Describing a colleague as having “high signal and low noise” feels considerably kinder than calling everyone else in the meeting annoying. And guardrails have already replaced governance, which itself replaced oversight — the endless corporate tradition of finding fresher words for the concept of “please stop before something goes badly wrong”.
Performance reviews are particularly fertile ground. Employees are advised to improve their “reasoning capabilities”, reduce “latency” in decision-making, and increase “throughput”. A slow worker is no longer slow; he has latency issues. Someone who sends too many emails generates excessive noise.
The star performer has become a “10x human” — apparently one evolutionary step short of becoming software.
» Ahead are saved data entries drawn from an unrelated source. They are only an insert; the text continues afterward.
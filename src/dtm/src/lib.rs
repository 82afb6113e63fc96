pub mod argument;
pub mod classifier;
pub mod config;
pub mod engine;
pub mod error;
pub mod message;
pub mod ovs;
pub mod selector;
pub mod stats;
pub mod switch;
pub mod vectors;

pub use config::{ConfigData, ConfigEntry, OperationMode, Tunnel};
pub use engine::Dtm;
pub use error::Error;
pub use switch::Switch;
pub use vectors::{CompensationVector, ReferenceVector, VectorValue};

/// OpenFlow 1.0 port number of a switch port.
pub type PortNo = u16;

pub type Result<T> = std::result::Result<T, Error>;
Low-temperature colleagues, meanwhile, are precise, conservative, and reliable, which is corporate AI-speak for “not much fun at parties”.
Promotions could soon be described as “algorithmic upgrades”. Turf wars may become “model competitions”. The annual budget round could be renamed “compute allocation”.
In any previous era of corporate life, telling someone that your system was hallucinating would have triggered an HR investigation and possibly a wellness check. Today, it is said freely, even fondly, in quarterly reviews. “The model hallucinated a bit on the client data, but we caught it.” Everyone nods. No one calls a doctor.
Somewhere right now, a 26-year-old is telling his manager that the team’s “loss function needs recalibrating”. The manager is nodding. He has no idea what any of it means. But then, he never really did. He just used to be better at hiding it.
The annual office party will probably survive — perhaps rebranded, at some point, as a “large-scale cross-functional human networking event”. But make no mistake — the essentials will remain unchanged. People will still gather around the food, make the same resolutions they made last year, and leave a little earlier than they promised.
Some technologies change the language. Very few change the species.